The lead author, Professor Catherine Bailey in the School of Business, Management and Economics at the University of Sussex, says that the mismanagement of meaningfulness in the workplace is giving rise to what she describes as 'existential labour'.
She says: "Management strategies like this, when executed badly, leave huge numbers of workers who feel compelled to act as if they find their work meaningful, even if they do not.
"This may be for career advancement, the wish to feel good about oneself or the fear of negative outcomes, such as job loss, stigma or career blocking.
"But faking it in this way, pretending that they believe things that they do not, for instance, takes a huge amount of emotional resource and can leave people exhausted, burnt out or wanting to quit."
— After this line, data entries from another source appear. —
// Copyright (C) 2024 Bellande Artificial Intelligence Computer Vision Research Innovation Center, Ronaldson Bellande

// This program is free software: you can redistribute it and/or modify
// it under the terms of the GNU General Public License as published by
// the Free Software Foundation, either version 3 of the License, or
// (at your option) any later version.

// This program is distributed in the hope that it will be useful,
// but WITHOUT ANY WARRANTY; without even the implied warranty of
// MERCHANTABILITY or FITNESS FOR A PARTICULAR PURPOSE.  See the
// GNU General Public License for more details.

// You should have received a copy of the GNU General Public License
// along with this program.  If not, see <https://www.gnu.org/licenses/>.

use crate::core::error::StegoError;
use crate::data::stego_type::TypeRegistry;
use serde::{Deserialize, Serialize};
use std::collections::HashSet;
use std::fmt;
use std::path::PathBuf;
use std::str::FromStr;

pub const DEFAULT_IMAGE_SIZE: usize = 256;

/// Dataset split.
#[derive(Copy, Clone, Debug, PartialEq, Eq, Hash, Serialize, Deserialize)]
#[serde(rename_all = "lowercase")]
pub enum DatasetMode {
    Train,
    Val,
    Test,
}

impl DatasetMode {
    /// Lowercase token, used as the sub-root of the standard layout.
    pub fn as_str(&self) -> &'static str {
        match self {
            DatasetMode::Train => "train",
            DatasetMode::Val => "val",
            DatasetMode::Test => "test",
        }
    }

    /// Capitalized token appended to class folder names.
    pub fn capitalized(&self) -> &'static str {
        match self {
            DatasetMode::Train => "Train",
            DatasetMode::Val => "Val",
            DatasetMode::Test => "Test",
        }
    }
}

impl FromStr for DatasetMode {
    type Err = StegoError;

    fn from_str(s: &str) -> Result<Self, Self::Err> {
        match s.to_lowercase().as_str() {
            "train" => Ok(DatasetMode::Train),
            "val" => Ok(DatasetMode::Val),
            "test" => Ok(DatasetMode::Test),
            _ => Err(StegoError::ConfigurationError(format!(
                "{} is not a valid dataset mode",
                s
            ))),
        }
    }
}

impl fmt::Display for DatasetMode {
    fn fmt(&self, f: &mut fmt::Formatter) -> fmt::Result {
        write!(f, "{}", self.as_str())
    }
}

/// Native color mode an image must have to be retained.
#[derive(Copy, Clone, Debug, PartialEq, Eq, Hash, Serialize, Deserialize)]
pub enum ColorChannel {
    #[serde(rename = "L", alias = "l")]
    L,
    #[serde(rename = "RGB", alias = "rgb")]
    Rgb,
    #[serde(rename = "RGBA", alias = "rgba")]
    Rgba,
}

impl ColorChannel {
    pub fn token(&self) -> &'static str {
        match self {
            ColorChannel::L => "L",
            ColorChannel::Rgb => "RGB",
            ColorChannel::Rgba => "RGBA",
        }
    }

    pub fn channels(&self) -> usize {
        match self {
            ColorChannel::L => 1,
            ColorChannel::Rgb => 3,
            ColorChannel::Rgba => 4,
        }
    }
}

impl Default for ColorChannel {
    fn default() -> Self {
        ColorChannel::Rgb
    }
}

impl FromStr for ColorChannel {
    type Err = StegoError;

    fn from_str(s: &str) -> Result<Self, Self::Err> {
        match s.to_uppercase().as_str() {
            "L" | "GRAY" | "GRAYSCALE" => Ok(ColorChannel::L),
            "RGB" => Ok(ColorChannel::Rgb),
            "RGBA" => Ok(ColorChannel::Rgba),
            _ => Err(StegoError::ConfigurationError(format!(
                "{} is not a valid color channel",
                s
            ))),
        }
    }
}

impl fmt::Display for ColorChannel {
    fn fmt(&self, f: &mut fmt::Formatter) -> fmt::Result {
        write!(f, "{}", self.token())
    }
}

/// Which directory convention and registry a dataset uses.
#[derive(Copy, Clone, Debug, PartialEq, Eq, Serialize, Deserialize)]
#[serde(rename_all = "lowercase")]
pub enum DatasetLayout {
    /// `<data_root>/<mode>/<folder><Mode>` with the fixed seven-class registry.
    Standard,
    /// `<data_root>/<name><Mode>` with caller-chosen class names.
    Custom,
}

impl Default for DatasetLayout {
    fn default() -> Self {
        DatasetLayout::Standard
    }
}

/// Everything needed to build one dataset instance.
#[derive(Clone, Debug, PartialEq)]
pub struct DatasetSpec {
    /// Directory holding the `<folder><Mode>` class directories.
    pub root: PathBuf,
    pub classes: Vec<String>,
    pub mode: DatasetMode,
    pub layout: DatasetLayout,
    pub color_channel: ColorChannel,
    pub down_sample_size: Option<usize>,
    pub image_size: usize,
    pub extract_lsb: bool,
}

impl DatasetSpec {
    pub fn new<P, S>(root: P, classes: &[S], mode: DatasetMode) -> Self
    where
        P: Into<PathBuf>,
        S: AsRef<str>,
    {
        DatasetSpec {
            root: root.into(),
            classes: classes.iter().map(|c| c.as_ref().to_string()).collect(),
            mode,
            layout: DatasetLayout::Standard,
            color_channel: ColorChannel::default(),
            down_sample_size: None,
            image_size: DEFAULT_IMAGE_SIZE,
            extract_lsb: false,
        }
    }

    pub fn with_layout(mut self, layout: DatasetLayout) -> Self {
        self.layout = layout;
        self
    }

    pub fn with_color_channel(mut self, color_channel: ColorChannel) -> Self {
        self.color_channel = color_channel;
        self
    }

    pub fn with_down_sample_size(mut self, down_sample_size: Option<usize>) -> Self {
        self.down_sample_size = down_sample_size;
        self
    }

    pub fn with_image_size(mut self, image_size: usize) -> Self {
        self.image_size = image_size;
        self
    }

    pub fn with_extract_lsb(mut self, extract_lsb: bool) -> Self {
        self.extract_lsb = extract_lsb;
        self
    }

    pub fn validate(&self) -> Result<(), StegoError> {
        if let Some(size) = self.down_sample_size {
            if size < 1 {
                return Err(StegoError::ConfigurationError(format!(
                    "{} is too small for a down sample size",
                    size
                )));
            }
        }

        if self.image_size == 0 {
            return Err(StegoError::ConfigurationError(
                "Image size must be greater than 0".to_string(),
            ));
        }

        if self.classes.is_empty() {
            return Err(StegoError::ConfigurationError(
                "At least one dataset class must be requested".to_string(),
            ));
        }

        let mut seen = HashSet::new();
        if let Some(duplicate) = self.classes.iter().find(|c| !seen.insert(c.as_str())) {
            return Err(StegoError::ConfigurationError(format!(
                "Dataset class '{}' requested more than once",
                duplicate
            )));
        }

        Ok(())
    }

    /// Registry the requested class names are resolved against.
    pub fn registry(&self) -> Result<TypeRegistry, StegoError> {
        match self.layout {
            DatasetLayout::Standard => Ok(TypeRegistry::standard()),
            DatasetLayout::Custom => TypeRegistry::custom(&self.classes),
        }
    }
}

#[cfg(test)]
mod tests {
    use super::*;

    #[test]
    fn mode_parsing_is_case_insensitive() {
        assert_eq!("TRAIN".parse::<DatasetMode>().unwrap(), DatasetMode::Train);
        assert_eq!("val".parse::<DatasetMode>().unwrap().capitalized(), "Val");
        assert!(matches!(
            "validation".parse::<DatasetMode>(),
            Err(StegoError::ConfigurationError(_))
        ));
    }

    #[test]
    fn channel_tokens() {
        assert_eq!("rgb".parse::<ColorChannel>().unwrap(), ColorChannel::Rgb);
        assert_eq!("grayscale".parse::<ColorChannel>().unwrap(), ColorChannel::L);
        assert_eq!(ColorChannel::Rgba.token(), "RGBA");
        assert!("CMYK".parse::<ColorChannel>().is_err());
    }

    #[test]
    fn validate_rejects_zero_down_sample() {
        let spec = DatasetSpec::new("data/train", &["CLEAN"], DatasetMode::Train)
            .with_down_sample_size(Some(0));
        assert!(matches!(
            spec.validate(),
            Err(StegoError::ConfigurationError(_))
        ));

        let spec = spec.with_down_sample_size(Some(1));
        assert!(spec.validate().is_ok());
    }

    #[test]
    fn validate_rejects_duplicates_and_empty_class_lists() {
        let empty: [&str; 0] = [];
        assert!(DatasetSpec::new("d", &empty, DatasetMode::Test).validate().is_err());
        assert!(DatasetSpec::new("d", &["LSB", "LSB"], DatasetMode::Test)
            .validate()
            .is_err());
        assert!(DatasetSpec::new("d", &["LSB"], DatasetMode::Test)
            .with_image_size(0)
            .validate()
            .is_err());
    }
}
pub mod evaluator;
// Copyright (C) 2024 Bellande Artificial Intelligence Computer Vision Research Innovation Center, Ronaldson Bellande

// This program is free software: you can redistribute it and/or modify
// it under the terms of the GNU General Public License as published by
// the Free Software Foundation, either version 3 of the License, or
// (at your option) any later version.

// This program is distributed in the hope that it will be useful,
// but WITHOUT ANY WARRANTY; without even the implied warranty of
// MERCHANTABILITY or FITNESS FOR A PARTICULAR PURPOSE.  See the
// GNU General Public License for more details.

// You should have received a copy of the GNU General Public License
// along with this program.  If not, see <https://www.gnu.org/licenses/>.

use crate::core::{error::StegoError, tensor::Tensor};

/// Image classifier scoring a batch of transformed images.
pub trait Classifier: Send + Sync {
    /// Forward pass: `(batch, C, H, W)` images to `(batch, num_classes)` scores
    /// (logits or probabilities).
    fn forward(&mut self, input: &Tensor) -> Result<Tensor, StegoError>;

    /// Number of output classes
    fn num_classes(&self) -> usize;

    /// Set model to evaluation mode
    fn eval(&mut self) {}
}

/// Checks that `scores` has shape `(batch, num_classes)`.
pub fn check_scores(scores: &Tensor, batch: usize, num_classes: usize) -> Result<(), StegoError> {
    if scores.shape() != [batch, num_classes].as_slice() {
        return Err(StegoError::ShapeMismatch(format!(
            "classifier returned shape {:?}, expected [{}, {}]",
            scores.shape(),
            batch,
            num_classes
        )));
    }
    Ok(())
}
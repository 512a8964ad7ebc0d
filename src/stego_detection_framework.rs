// Copyright (C) 2024 Bellande Artificial Intelligence Computer Vision Research Innovation Center, Ronaldson Bellande

// This program is free software: you can redistribute it and/or modify
// it under the terms of the GNU General Public License as published by
// the Free Software Foundation, either version 3 of the License, or
// (at your option) any later version.

// This program is distributed in the hope that it will be useful,
// but WITHOUT ANY WARRANTY; without even the implied warranty of
// MERCHANTABILITY or FITNESS FOR A PARTICULAR PURPOSE.  See the
// GNU General Public License for more details.

// You should have received a copy of the GNU General Public License
// along with this program.  If not, see <https://www.gnu.org/licenses/>.

use crate::core::error::StegoError;
use crate::data::dataset::Dataset;
use crate::data::factory;
use crate::data::stego_dataset::StegoDataset;
use crate::models::classifier::Classifier;
use crate::training::evaluator::{EvaluationReport, Evaluator};
use std::path::Path;
use std::sync::Arc;

pub mod core;
pub mod data;
pub mod metrics;
pub mod models;
pub mod training;
pub mod utilities;

const VERSION: &str = env!("CARGO_PKG_VERSION");
const FRAMEWORK_NAME: &str = "Bellande Steganography Detection Framework";

pub struct Framework {
    config: utilities::config::Configuration,
}

impl Framework {
    pub fn new() -> Self {
        Framework {
            config: utilities::config::Configuration::default(),
        }
    }

    pub fn with_config<P: AsRef<Path>>(config_path: P) -> Result<Self, StegoError> {
        let config = utilities::config::Configuration::from_file(config_path)?;
        Ok(Framework { config })
    }

    pub fn from_config(config: utilities::config::Configuration) -> Result<Self, StegoError> {
        config.validate()?;
        Ok(Framework { config })
    }

    pub fn config(&self) -> &utilities::config::Configuration {
        &self.config
    }

    /// Train and test splits of the configured standard-layout data root.
    pub fn datasets(&self) -> Result<(StegoDataset, StegoDataset), StegoError> {
        factory::get_datasets(&self.config)
    }

    /// Scores `classifier` on `dataset` in file order.
    pub fn evaluate(
        &self,
        classifier: Box<dyn Classifier>,
        dataset: StegoDataset,
    ) -> Result<EvaluationReport, StegoError> {
        let dataset = Arc::new(dataset);
        let shared: Arc<dyn Dataset> = dataset.clone();
        let mut loader = factory::data_loader(&self.config, shared, false)?;
        Evaluator::new(classifier).evaluate(&mut loader, dataset.label_space())
    }

    pub fn get_version() -> &'static str {
        VERSION
    }

    pub fn get_name() -> &'static str {
        FRAMEWORK_NAME
    }

    pub fn system_info() -> String {
        format!(
            "{} v{}\n\
            CPU Threads: {}",
            FRAMEWORK_NAME,
            VERSION,
            num_cpus::get(),
        )
    }
}

impl Default for Framework {
    fn default() -> Self {
        Self::new()
    }
}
Professor Bailey and colleagues at Greenwich, Berlin and LSE identify two forms of 'acting' that employees use when they perceive organisational efforts to manage the meaningfulness of their work.
Surface existential acting is when an employee acts in line with expectations at work even if their true values and beliefs are different.
Deep existential acting, meanwhile, occurs when an employee attempts to alter their own sense of what is meaningful in order to more closely align with their employer. The paper gives the example of a call centre worker who finds meaning in helping vulnerable or worried customers, yet is expected to handle as many calls as possible in a day. That person sets out to deliberately change their perception of the situation so that they instead find meaning in helping the maximum number of people in a day, even if that means sacrificing time spent on each one.
Both can cause problems for individuals and organisations, the researchers say, and managers and HR professionals should take note. Professor Bailey says: "HR professionals should consider the factors that are likely to give rise to forms of organisational acting, such as reward systems that emphasize 'fitting in', and structures and systems that allow little room for individual choice, voice and discretion, and explore the extent to which these are true of their organizations.
"Ensuring that line managers are appropriately trained and developed to help employees find their work genuinely meaningful should be the cornerpiece of a meaningfulness management strategy."